Penn State needs a coach.
Urban Meyer is available.
Let the speculation begin.
The last game Meyer coached for Florida, his Gators beat Joe Paterno and Penn State in the Outback Bowl on Jan. 1.
Meyer, then 46, needed a break from coaching. Paterno, having just turned 84, was seemingly going strong.
“He will go down as the greatest football coach in the history of the game. Every young coach, in my opinion, can take a lesson from him,” Meyer said after that game in Tampa, Fla. “If I ever start a coaching school, I’m going to make everybody do a book report on Joe Paterno, and say that’s the way you should act in coaching because that’s college football.”
Now it’s possible Meyer could be the man to replace Paterno, the winningest coach in Division I history whose 46-season run with the Nittany Lions ended because of a child sex-abuse scandal involving a former assistant coach.
The university ousted Paterno and school president Graham Spanier on Wednesday and named defensive coordinator Tom Bradley and Rodney Erickson as interim replacements, respectively. The athletic director is on administrative leave, so no one knows who will be hiring the next coach.
And Meyer’s name certainly won’t be the only one to surface as a possible candidate at Penn State. This, however, is certain: Penn State is going to hire a football coach for the first time since 1966, and one of the most successful in the last decade is on the market.
Even before former Nittany Lions defensive coordinator Jerry Sandusky was charged with being a serial molester — speeding up Paterno’s departure — there had been talk that Penn State officials had reached out to Meyer about eventually replacing their coaching legend.

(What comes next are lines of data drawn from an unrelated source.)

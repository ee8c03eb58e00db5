//! # portico-router
//!
//! Front-controller routing: a static route table, first-match path
//! resolution and auth-gated dispatch to named controller actions.
//!
//! This crate provides:
//! - Path patterns with `:name` parameters, matched segment by segment
//! - A route table keyed by HTTP method, ordered by declaration
//! - `Controller@action` targets with an optional `::auth` marker
//! - A handler registry validated against the table at start-up
//! - A dispatcher that never invokes an auth-gated handler for an
//!   unauthenticated caller
//!
//! ## Quick Start
//!
//! ```
//! use portico_router::{Dispatcher, HandlerRegistry, Outcome, Request, Response, RouteTable};
//!
//! let table = RouteTable::builder()
//!     .get("/blog/show", "BlogController@show")
//!     .get("/blog/cat/:category", "BlogController@category")
//!     .get("/dashboard", "DashBoardController@index::auth")
//!     .build()
//!     .unwrap();
//!
//! let mut registry: HandlerRegistry<bool> = HandlerRegistry::new();
//! registry
//!     .register("BlogController@show", &[], |_| Response::text("Blog Show"))
//!     .unwrap();
//! registry
//!     .register("BlogController@category", &["category"], |ctx| {
//!         Response::text(format!("Blog Category: {}", ctx.param("category")))
//!     })
//!     .unwrap();
//! registry
//!     .register("DashBoardController@index", &[], |_| Response::text("Dashboard"))
//!     .unwrap();
//!
//! let dispatcher = Dispatcher::new(table, registry).unwrap();
//!
//! // `bool` is the simplest authenticator.
//! let mut signed_in = false;
//! let outcome = dispatcher
//!     .dispatch(&Request::get("/blog/cat/tech"), &mut signed_in)
//!     .unwrap();
//! assert_eq!(outcome, Outcome::Invoked(Response::text("Blog Category: tech")));
//!
//! let outcome = dispatcher
//!     .dispatch(&Request::get("/dashboard"), &mut signed_in)
//!     .unwrap();
//! assert_eq!(outcome, Outcome::LoginRequired);
//! ```
//!
//! ## Route Order
//!
//! For each method, routes are tried in the order they were declared and the
//! first match wins. Declare literal routes before overlapping parameterized
//! ones:
//!
//! ```ignore
//! RouteTable::builder()
//!     .get("/blog/show", "BlogController@show") // wins for /blog/show
//!     .get("/blog/:id", "BlogController@item")
//! ```

mod dispatch;
mod error;
mod path;
mod request;
mod response;
mod router;
mod table;

pub use dispatch::{Action, Authenticator, Context, Dispatcher, Handler, HandlerRegistry, Outcome};
pub use error::{Result, RouterError};
pub use path::PathPattern;
pub use request::{strip_query, Method, PathParams, Request};
pub use response::Response;
pub use router::{Resolution, Router};
pub use table::{HandlerId, RouteEntry, RouteTable, RouteTableBuilder, RouteTarget, AUTH_MARKER};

Meyer has given no indication he’s ready to return to coaching — anywhere. The Ohio State job could also come open at the end of the season, and Meyer is an Ohio native.
But Meyer has made no commitments. And before the Penn State scandal erupted, he was happy just being a college sports fan. Meyer has three children, and his two daughters play college volleyball.
“I’m not worrying about down the road,” Meyer said last week. “I do miss it. I miss a lot of things about it, but I also am really enjoying another part, that’s I get to watch my kids play sports.”
Expect Miami coach Al Golden to be mentioned almost as much as Meyer. Golden, 42, was a tight end at Penn State from 1987-91 and was linebackers coach there in 2000, the season after Sandusky retired.
Golden went on to become coach at Temple in Philadelphia. In four years there, he revitalized a program that was one of the worst in college football. Miami hired him away after last season and he unexpectedly walked into a massive NCAA investigation. Despite the tumult, his Hurricanes are 5-4.
“We’re excited about what we’re building here. I can’t worry about what other people are saying,” Golden said.
Another guy to consider is Iowa coach Kirk Ferentz, who is 56 years old, so he’s got another quarter-century ahead of him, by Penn State standards.
If the school is looking for someone with impeccable character to lead the program out of this sordid scandal, former Indianapolis Colts coach Tony Dungy could be a fit.
Still, the Meyer-to-Penn State talk had already started before Happy Valley turned gloomy. It will only get louder from here.